- Relator(a)
- Ministro Herman Benjamin
- Órgão julgador
- Segunda Turma
- Data do julgamento
- 15/09/2011
- Data de publicação
- 19/09/2011
STJ – Acórdão, Rel. Ministro Herman Benjamin, Segunda Turma, j. 15/09/2011, p. 19/09/2011
TRIBUTÁRIO. CPMF. ART. 3º, I, DA LEI 9.311/1996. ISENÇÃO. CONTA DA EMPRESA. NÃO-ABRANGÊNCIA. 1. Hipótese em que a empresa pretendia afastar a cobrança da CPMF em relação à movimentação bancária de valores correspondentes ao ICMS pago ao Fisco estadual na sistemática de substituição tributária. Alega, em resumo, que a receita é pública e que apenas "exerce função pública típica" na qualidade de substituta tributária. Nessa condição, deveria ser abrangida pela isenção prevista no art. 3º, I, da Lei 9.311/1996. 2. O dispositivo legal afasta a cobrança da contribuição em relação às movimentações nas contas dos entes políticos, o que não é, evidentemente, o caso da recorrente.
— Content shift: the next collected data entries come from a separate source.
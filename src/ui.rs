use crate::fetch::FetchProgress;
use crate::models::Pokemon;
use crate::sprites::SpriteCache;
use crate::state::{LoadState, Pokedex, Ticket};
use crate::types::{Generation, PokemonType, TypeFilter};
use crate::utils::{format_measurements, format_name, stat_label};
use crate::view::visible_indices;
use ratatui::backend::Backend;
use ratatui::layout::{Constraint, Direction, Layout, Rect};
use ratatui::style::{Color, Modifier, Style};
use ratatui::text::{Span, Spans};
use ratatui::widgets::{Block, Borders, Gauge, List, ListItem, ListState, Paragraph, Wrap};
use ratatui::{Frame, Terminal};
use std::io;
use std::sync::Arc;

pub struct App {
    pub pokedex: Pokedex,
    pub generation: Generation,
    pub type_filter: TypeFilter,
    pub visible: Vec<usize>, // indices into pokedex.records()
    pub selected_visible: usize,
    pub progress: Arc<FetchProgress>,
    pub show_sprites: bool,
    pub show_help: bool,
    pub sprites: SpriteCache,
}

impl App {
    pub fn new(generation: Generation, type_filter: TypeFilter) -> Self {
        Self {
            pokedex: Pokedex::default(),
            generation,
            type_filter,
            visible: Vec::new(),
            selected_visible: 0,
            progress: Arc::new(FetchProgress::default()),
            show_sprites: true,
            show_help: false,
            sprites: SpriteCache::default(),
        }
    }

    /// Enters `Loading` for the selected generation.
    pub fn begin_load(&mut self) -> Ticket {
        let ticket = self.pokedex.begin(self.generation);
        self.progress = Arc::new(FetchProgress::default());
        self.sprites.clear();
        self.visible.clear();
        self.selected_visible = 0;
        ticket
    }

    /// Applies a finished batch unless a newer one has been started since.
    pub fn finish_load(&mut self, ticket: Ticket, records: Vec<Pokemon>) -> bool {
        if !self.pokedex.complete(ticket, records) {
            return false;
        }
        self.selected_visible = 0;
        self.apply_filter();
        true
    }

    pub fn selected(&self) -> Option<&Pokemon> {
        let idx = *self.visible.get(self.selected_visible)?;
        self.pokedex.records().get(idx)
    }

    pub fn next(&mut self) {
        if !self.visible.is_empty() {
            self.selected_visible = (self.selected_visible + 1) % self.visible.len();
        }
    }

    pub fn previous(&mut self) {
        if !self.visible.is_empty() {
            if self.selected_visible == 0 {
                self.selected_visible = self.visible.len() - 1;
            } else {
                self.selected_visible -= 1;
            }
        }
    }

    pub fn set_type_filter(&mut self, filter: TypeFilter) {
        self.type_filter = filter;
        self.apply_filter();
    }

    pub fn apply_filter(&mut self) {
        self.visible = visible_indices(self.pokedex.records(), self.type_filter);

        if self.visible.is_empty() {
            self.selected_visible = 0;
        } else if self.selected_visible >= self.visible.len() {
            self.selected_visible = self.visible.len() - 1;
        }
    }

    /// Kicks off the sprite download for the selected Pokémon.
    pub fn request_selected_sprite(&self, client: &reqwest::Client) {
        if !self.show_sprites {
            return;
        }
        if let Some((id, url)) = self
            .selected()
            .and_then(|p| p.image.as_deref().map(|url| (p.id, url)))
        {
            self.sprites.request(client, id, url);
        }
    }
}

pub fn draw_ui<B: Backend>(terminal: &mut Terminal<B>, app: &App) -> io::Result<()> {
    terminal
        .draw(|f| {
            let rows = Layout::default()
                .direction(Direction::Vertical)
                .constraints([Constraint::Length(3), Constraint::Min(5)])
                .split(f.size());
            draw_header(f, app, rows[0]);

            let chunks = Layout::default()
                .direction(Direction::Horizontal)
                .constraints([Constraint::Percentage(35), Constraint::Percentage(65)])
                .split(rows[1]);
            let left_chunks = Layout::default()
                .direction(Direction::Vertical)
                .constraints([Constraint::Min(3), Constraint::Length(3)])
                .split(chunks[0]);

            draw_list(f, app, left_chunks[0]);
            draw_status(f, app, left_chunks[1]);
            draw_detail(f, app, chunks[1]);

            if app.show_help {
                draw_help(f, centered_rect(60, 50, f.size()));
            }
        })
        .map(|_| ())
}

fn centered_rect(percent_x: u16, percent_y: u16, r: Rect) -> Rect {
    let popup_w = r.width.saturating_mul(percent_x) / 100;
    let popup_h = r.height.saturating_mul(percent_y) / 100;
    let popup_x = r.x + (r.width.saturating_sub(popup_w) / 2);
    let popup_y = r.y + (r.height.saturating_sub(popup_h) / 2);
    Rect::new(popup_x, popup_y, popup_w, popup_h)
}

fn draw_header<B: Backend>(f: &mut Frame<B>, app: &App, area: Rect) {
    let bold = Style::default().add_modifier(Modifier::BOLD);
    let status = match app.pokedex.state() {
        LoadState::Idle => "idle".to_string(),
        LoadState::Loading(_) => "loading...".to_string(),
        LoadState::Ready(batch) => format!(
            "{} of {} shown",
            app.visible.len(),
            batch.records.len()
        ),
    };
    let line = Spans::from(vec![
        Span::raw("Generation "),
        Span::styled(
            format!("◂ {} ▸", app.pokedex.generation().unwrap_or(app.generation)),
            bold,
        ),
        Span::raw("   Type "),
        Span::styled(format!("‹ {} ›", format_name(app.type_filter.tag())), bold),
        Span::raw(format!("   {}", status)),
    ]);
    let header = Paragraph::new(vec![line])
        .block(Block::default().borders(Borders::ALL).title("Pokédex"));
    f.render_widget(header, area);
}

fn draw_list<B: Backend>(f: &mut Frame<B>, app: &App, area: Rect) {
    let block = Block::default().borders(Borders::ALL).title("Pokémon");
    if app.pokedex.is_loading() {
        f.render_widget(Paragraph::new("Loading...").block(block), area);
        return;
    }

    let records = app.pokedex.records();
    let items: Vec<ListItem> = app
        .visible
        .iter()
        .filter_map(|&i| records.get(i))
        .map(|p| {
            ListItem::new(vec![Spans::from(vec![Span::raw(format!(
                "#{:03} {}",
                p.id,
                format_name(&p.name)
            ))])])
        })
        .collect();

    let list = List::new(items).block(block).highlight_style(
        Style::default()
            .fg(Color::Yellow)
            .add_modifier(Modifier::BOLD),
    );

    let mut state = ListState::default();
    if !app.visible.is_empty() {
        state.select(Some(app.selected_visible));
    }
    f.render_stateful_widget(list, area, &mut state);
}

fn draw_status<B: Backend>(f: &mut Frame<B>, app: &App, area: Rect) {
    if app.pokedex.is_loading() {
        let (fetched, total) = app.progress.snapshot();
        let gauge = Gauge::default()
            .block(
                Block::default()
                    .borders(Borders::ALL)
                    .title("Fetching Pokémon"),
            )
            .gauge_style(Style::default().fg(Color::Green))
            .label(format!("{}/{}", fetched, total))
            .ratio(app.progress.ratio());
        f.render_widget(gauge, area);
    } else {
        let hint = Paragraph::new(vec![Spans::from(Span::raw(
            "←/→ generation  t/T type  h help",
        ))])
        .block(Block::default().borders(Borders::ALL).title("Keys"));
        f.render_widget(hint, area);
    }
}

fn type_badge(tag: &str) -> Span<'static> {
    let (r, g, b) = tag
        .parse::<PokemonType>()
        .map(PokemonType::rgb)
        .unwrap_or((200, 200, 200));
    let lum = 0.2126 * (r as f32) + 0.7152 * (g as f32) + 0.0722 * (b as f32);
    let fg = if lum > 160.0 { Color::Black } else { Color::White };
    Span::styled(
        format!(" {} ", format_name(tag)),
        Style::default().fg(fg).bg(Color::Rgb(r, g, b)),
    )
}

fn draw_detail<B: Backend>(f: &mut Frame<B>, app: &App, area: Rect) {
    let Some(p) = app.selected() else {
        let msg = match app.pokedex.state() {
            LoadState::Ready(_) => "No Pokémon match the filter",
            _ => "",
        };
        f.render_widget(
            Paragraph::new(msg).block(Block::default().borders(Borders::ALL).title("Details")),
            area,
        );
        return;
    };

    let detail_chunks = Layout::default()
        .direction(Direction::Vertical)
        .constraints([Constraint::Length(12), Constraint::Min(6)])
        .split(area);
    let top_chunks = Layout::default()
        .direction(Direction::Horizontal)
        .constraints([Constraint::Length(24), Constraint::Min(10)])
        .split(detail_chunks[0]);

    draw_sprite(f, app, p, top_chunks[0]);

    let mut info_lines: Vec<Spans> = Vec::new();
    info_lines.push(Spans::from(Span::styled(
        format!("{} (#{})", format_name(&p.name), p.id),
        Style::default().add_modifier(Modifier::BOLD),
    )));
    let mut type_spans: Vec<Span> = vec![Span::raw("Types: ")];
    for (i, t) in p.types.iter().enumerate() {
        if i > 0 {
            type_spans.push(Span::raw(" "));
        }
        type_spans.push(type_badge(t));
    }
    info_lines.push(Spans::from(type_spans));
    if !p.abilities.is_empty() {
        let abilities: Vec<String> = p.abilities.iter().map(|a| format_name(a)).collect();
        info_lines.push(Spans::from(Span::raw(format!(
            "Abilities: {}",
            abilities.join(", ")
        ))));
    }
    info_lines.push(Spans::from(Span::raw(format_measurements(
        p.height, p.weight,
    ))));
    let info_para = Paragraph::new(info_lines)
        .block(Block::default().borders(Borders::ALL).title("Info"))
        .wrap(Wrap { trim: true });
    f.render_widget(info_para, top_chunks[1]);

    draw_stats(f, app, p, detail_chunks[1]);
}

fn draw_sprite<B: Backend>(f: &mut Frame<B>, app: &App, p: &Pokemon, rect: Rect) {
    let block = Block::default().borders(Borders::ALL).title("Sprite");
    if !app.show_sprites {
        f.render_widget(Paragraph::new("(sprites off)").block(block), rect);
        return;
    }
    if p.image.is_none() {
        f.render_widget(Paragraph::new("(no sprite)").block(block), rect);
        return;
    }

    let sprite_w = (rect.width.saturating_sub(2).max(1) as u32).min(64);
    let sprite_h = (rect.height.saturating_sub(2).max(1) as u32).min(64);
    let para = match app.sprites.pixels(p.id, sprite_w, sprite_h) {
        Some(rows) => {
            let text: Vec<Spans> = rows
                .iter()
                .map(|row| {
                    Spans::from(
                        row.iter()
                            .map(|&(r, g, b)| {
                                Span::styled(" ", Style::default().bg(Color::Rgb(r, g, b)))
                            })
                            .collect::<Vec<_>>(),
                    )
                })
                .collect();
            Paragraph::new(text)
        }
        None if app.sprites.is_pending(p.id) => Paragraph::new("(loading)"),
        None => Paragraph::new("(no sprite)"),
    };
    f.render_widget(para.block(block), rect);
}

fn draw_stats<B: Backend>(f: &mut Frame<B>, app: &App, p: &Pokemon, rect: Rect) {
    // NAME (padded) | VALUE | [bar...]
    let inner_w = rect.width.saturating_sub(2) as usize;
    let name_w = 10usize;
    let val_w = 4usize;
    let bar_max_w = inner_w.saturating_sub(name_w + val_w + 2);

    // bars share one scale across the batch so entries are comparable
    let global_max = app
        .pokedex
        .records()
        .iter()
        .flat_map(|pp| pp.stats.iter().filter_map(|s| s.base_stat))
        .max()
        .unwrap_or(1) as f32;
    let scale_max = global_max.clamp(1.0, 255.0);

    let stat_lines: Vec<Spans> = p
        .stats
        .iter()
        .map(|st| {
            let value = st.base_stat.map_or_else(|| "?".to_string(), |v| v.to_string());
            let ratio = (st.base_stat.unwrap_or(0) as f32 / scale_max).min(1.0);
            let bar = "█".repeat((ratio * bar_max_w as f32).round() as usize);
            Spans::from(Span::raw(format!(
                "{:<name_w$} {:>val_w$} {}",
                stat_label(&st.name),
                value,
                bar,
                name_w = name_w,
                val_w = val_w
            )))
        })
        .collect();

    let stats_para =
        Paragraph::new(stat_lines).block(Block::default().borders(Borders::ALL).title("Base Stats"));
    f.render_widget(stats_para, rect);
}

fn draw_help<B: Backend>(f: &mut Frame<B>, area: Rect) {
    let help_lines: Vec<Spans> = vec![
        Spans::from(Span::styled(
            "Keybindings",
            Style::default().add_modifier(Modifier::BOLD),
        )),
        Spans::from(Span::raw("")),
        Spans::from(Span::raw("q          Quit")),
        Spans::from(Span::raw("Up/Down    Navigate list")),
        Spans::from(Span::raw("Left/Right Previous/next generation")),
        Spans::from(Span::raw("t / T      Next/previous type filter")),
        Spans::from(Span::raw("a          Show all types")),
        Spans::from(Span::raw("r          Reload generation")),
        Spans::from(Span::raw("s          Toggle sprites")),
        Spans::from(Span::raw("h / F1     Toggle this help")),
    ];
    let help_para = Paragraph::new(help_lines)
        .block(Block::default().borders(Borders::ALL).title("Help"))
        .wrap(Wrap { trim: true });
    f.render_widget(ratatui::widgets::Clear, area);
    f.render_widget(help_para, area);
}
O benefício fiscal não foi concedido em função da natureza dos valores movimentados, mas sim pelo critério da titularidade da conta bancária em que ocorrem as operações, visando não onerar a União, os Estados, o Distrito Federal e os Municípios. 3. Não há como ampliar a isenção ao arrepio da lei, que deve ser interpretada estritamente (art. 111 do CTN). 4. Recurso Especial não provido. (REsp n. 1.262.800/AL, relator Ministro Herman Benjamin, Segunda Turma, julgado em 15/9/2011, DJe de 19/9/2011.)